Le débat sur la méthode d'évaluation des déficits budgétaires a été relancé par une interview du Commissaire européen Mario Monti à un journal italien. Certains commentateurs (voire même quelques ministres) ont interprété ses propos comme une invitation à ne pas tenir compte des dépenses d'investissement dans le calcul des déficits. En réalité, texte à la main, la position du Commissaire est plus nuancée; il estime qu'il faut prendre en considération non seulement la quantité mais aussi la qualité des dépenses publiques, en opérant une distinction entre les investissements et les frais de fonctionnement, en excluant toute renégociation du Pacte de stabilité mais en l'interprétant. Afin de permettre à nos lecteurs de se faire une opinion, nous reproduisons l'essentiel de l'interview. Les prises de position sur le même sujet sont nombreuses; nous retenons celle du Professeur Monti en raison de son prestige et de son rôle institutionnel. (F.R.)
Interview du Commissaire européen Mario Monti au journal "Il Sole - 24 ore" du 7 septembre, recueillie par Adriana Cerretelli.
"J'ai été et je reste attaché à la "golden rule" (note: règle qui établit dans les budgets publics une distinction entre les dépenses de fonctionnement et celles d'investissement) parce qu'elle est le symbole même de la discipline budgétaire structurelle. Il aurait peut-être été souhaitable de disposer de cette règle dès le départ, mais le Pacte de stabilité, même s'il est né sous une forme moins fine, a quand même bien joué son rôle. Nous parlons aujourd'hui de l'application du Pacte avec un euro déjà né, et bien vivant, alors qu'à l'époque l'objectif prioritaire était de convaincre l'opinion publique allemande que l'euro, dont la naissance n'était pas encore acquise, aurait été une monnaie en mesure de remplacer valablement le mark (…). C'est pourquoi l'on avait donné la priorité à la clarté de la règle, à un Pacte compréhensible par rapport à un pacte plus intelligent du point de vue des conditions structurelles de l'économie.

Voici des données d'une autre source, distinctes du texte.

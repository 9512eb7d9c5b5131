use crate::{
    aggregate::aggregate_roster,
    availability::{DayIndex, SlotIndex, WeekAvailability},
    backend::{AvailabilityBackend, StoreError},
    codec::encode,
    roster::{Roster, PLAYER_NAME},
    types::Record,
};
use axum::{
    extract::{Path, State},
    http::StatusCode,
    routing::{get, post},
    Json, Router,
};
use chrono::{DateTime, Utc};
use serde::{Deserialize, Serialize};
use tower_http::cors::{Any, CorsLayer};
use tracing::{error, info};
use validator::Validate;

type ErrorResponse = (StatusCode, String);

#[derive(Clone)]
pub struct AppState<T: AvailabilityBackend> {
    pub backend: T,
    pub roster: Roster,
}

#[derive(Debug, Clone, Serialize, Deserialize, Validate)]
#[serde(rename_all = "PascalCase")]
struct UpdateRequest {
    #[validate(regex(path = *PLAYER_NAME))]
    player: String,
    i1: DayIndex,
    i2: SlotIndex,
}

#[derive(Debug, Clone, PartialEq, Serialize, Deserialize)]
struct RecordView {
    player: String,
    created_at: DateTime<Utc>,
    encoded: String,
    availability: WeekAvailability,
}

impl From<Record> for RecordView {
    fn from(record: Record) -> Self {
        Self {
            encoded: encode(&record.availability),
            player: record.player,
            created_at: record.created_at,
            availability: record.availability,
        }
    }
}

#[derive(Debug, Clone, Serialize, Deserialize)]
struct HistoryView {
    player: String,
    snapshots: Vec<String>,
}

#[derive(Debug, Clone, Serialize, Deserialize)]
struct MasterView {
    players: Vec<String>,
    encoded: String,
    availability: WeekAvailability,
    day_names: Vec<String>,
    slot_times: Vec<String>,
}

pub fn create_app<T: AvailabilityBackend>(backend: T, roster: Roster) -> Router {
    let cors = CorsLayer::new()
        .allow_origin(Any)
        .allow_methods(Any)
        .allow_headers(Any);

    Router::new()
        .route("/", get(get_roster::<T>))
        .route("/edit/:player", get(get_player::<T>))
        .route("/history/:player", get(get_history::<T>))
        .route("/update", post(update_availability::<T>))
        .route("/manage", get(get_master::<T>))
        .with_state(AppState { backend, roster })
        .layer(cors)
}

/// Served instead of [`create_app`] when no roster could be set up.
pub fn create_error_app() -> Router {
    Router::new().fallback(not_initialised)
}

async fn not_initialised() -> ErrorResponse {
    (
        StatusCode::SERVICE_UNAVAILABLE,
        "Scheduler is not initialised, check the roster file".to_string(),
    )
}

fn store_error(err: StoreError) -> ErrorResponse {
    error!(?err, "Availability store failed");
    let status_code = match err {
        StoreError::UnknownPlayer(_) | StoreError::EmptyHistory(_) => StatusCode::NOT_FOUND,
        StoreError::Io { .. } | StoreError::Format { .. } => StatusCode::INTERNAL_SERVER_ERROR,
    };
    (status_code, err.to_string())
}

fn ensure_on_roster<T: AvailabilityBackend>(
    state: &AppState<T>,
    player: &str,
) -> Result<(), ErrorResponse> {
    if state.roster.contains(player) {
        return Ok(());
    }
    Err((
        StatusCode::NOT_FOUND,
        format!("Player {player} is not on the roster"),
    ))
}

async fn get_roster<T: AvailabilityBackend>(State(state): State<AppState<T>>) -> Json<Roster> {
    Json(state.roster)
}

async fn get_player<T: AvailabilityBackend>(
    State(state): State<AppState<T>>,
    Path(player): Path<String>,
) -> Result<Json<RecordView>, ErrorResponse> {
    ensure_on_roster(&state, &player)?;
    let record = state.backend.load(&player).map_err(store_error)?;
    Ok(Json(record.into()))
}

async fn get_history<T: AvailabilityBackend>(
    State(state): State<AppState<T>>,
    Path(player): Path<String>,
) -> Result<Json<HistoryView>, ErrorResponse> {
    ensure_on_roster(&state, &player)?;
    let history = state.backend.history(&player).map_err(store_error)?;
    Ok(Json(HistoryView {
        player,
        snapshots: history.iter().map(encode).collect(),
    }))
}

async fn update_availability<T: AvailabilityBackend>(
    State(state): State<AppState<T>>,
    Json(request): Json<UpdateRequest>,
) -> Result<Json<RecordView>, ErrorResponse> {
    if let Err(err) = request.validate() {
        error!(?err, "Rejected update request");
        return Err((StatusCode::BAD_REQUEST, err.to_string()));
    }
    ensure_on_roster(&state, &request.player)?;

    let record = state
        .backend
        .toggle(&request.player, request.i1, request.i2)
        .map_err(store_error)?;
    info!(
        player = %record.player,
        day = usize::from(request.i1),
        slot = usize::from(request.i2),
        busy = record.availability.busy_count(),
        "Toggled slot"
    );
    Ok(Json(record.into()))
}

async fn get_master<T: AvailabilityBackend>(
    State(state): State<AppState<T>>,
) -> Result<Json<MasterView>, ErrorResponse> {
    let master = aggregate_roster(&state.roster, &state.backend).map_err(|err| {
        error!(?err, "Failed to aggregate availability");
        (StatusCode::INTERNAL_SERVER_ERROR, err.to_string())
    })?;

    Ok(Json(MasterView {
        players: state.roster.players().to_vec(),
        encoded: encode(&master),
        availability: master,
        day_names: DayIndex::all().map(|day| day.name().to_string()).collect(),
        slot_times: SlotIndex::all()
            .map(|slot| slot.start_time().format("%H:%M").to_string())
            .collect(),
    }))
}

La discipline budgétaire résultant des critères de Maastricht et du Pacte de stabilité demeure absolument nécessaire, aujourd'hui autant qu'hier. Il serait toutefois souhaitable d'introduire dans les règles de cette discipline quelques éléments reflétant de façon intelligente la différence entre les dépenses de fonctionnement et d'investissement. Il serait en revanche très dangereux de renégocier les critères de Maastricht et le Pacte. Heureusement, dans les uns comme dans l'autre, figurent des embryons qui permettent de les interpréter dans un sens structurellement correct. Il serait peut-être opportun de les rendre explicites et d'en définir les contours et les limites (…). Il y a deux embryons: l'un dans le Traité de Maastricht (article 104 par.3), l'autre dans la résolution d'Amsterdam de 1997 sur le Pacte de stabilité, qui introduit l'aspect des fluctuations cycliques. La distinction entre dépenses de fonctionnement et d'investissement, malgré les difficultés de son application, est fondamentale car elle sert les intérêts des générations futures. Le plafond du déficit public global en pourcentage du PIB (3%) demeure valable, mais il importe de donner de plus en plus d'importance à la distinction qualitative de la dépense. Toutefois, en rendant formellement explicites les critères d'application de la discipline inscrite dans le Pacte, il importe, ainsi que Solbes le souligne souvent, de tenir compte de la position des différents pays en matière de dette publique globale (…). Un pays ayant une dette publique globale très élevée doit se consacrer avec un soin particulier à la réduction des dépenses de fonctionnement sans pour autant sacrifier outre mesure les dépenses d'investissement (…). En mettant l'accent sur les investissements publics dans l'application de Maastricht et du Pacte, on n'affaiblit pas le Pacte mais on l'approfondit dans le sens structurellement correct (…). Il est indéniable que l'Europe souffre d'une insuffisance d'infrastructures. Après avoir décidé de ne pas faire naître nos enfants et petits-enfants avec une lourde charge de dette publique, nous devons franchir le pas suivant: les faire naître sans dette mais aussi avec une dotation adéquate de routes, ponts, réseaux télématiques (…).
Les références aux investissements ne doivent pas devenir une excuse pour ne pas contenir les dépenses de fonctionnement (…). La question à se poser est la suivante: un déficit de 2,5% du PIB entièrement dû à la consommation est-il plus vertueux qu'un déficit de 2,7% entièrement destiné aux investissements? "
Interrogé sur la possibilité que la golden rule puisse retarder dans quelques pays l'équilibre budgétaire, M.Monti a répondu: "Contrairement à l'époque où il fallait créer l'euro, je ne vois pas aujourd'hui la signification mythique de certaines échéances."
En commentant prochainement la position Monti, nous ferons état également des observations du Commissaire Solbes à leur égard.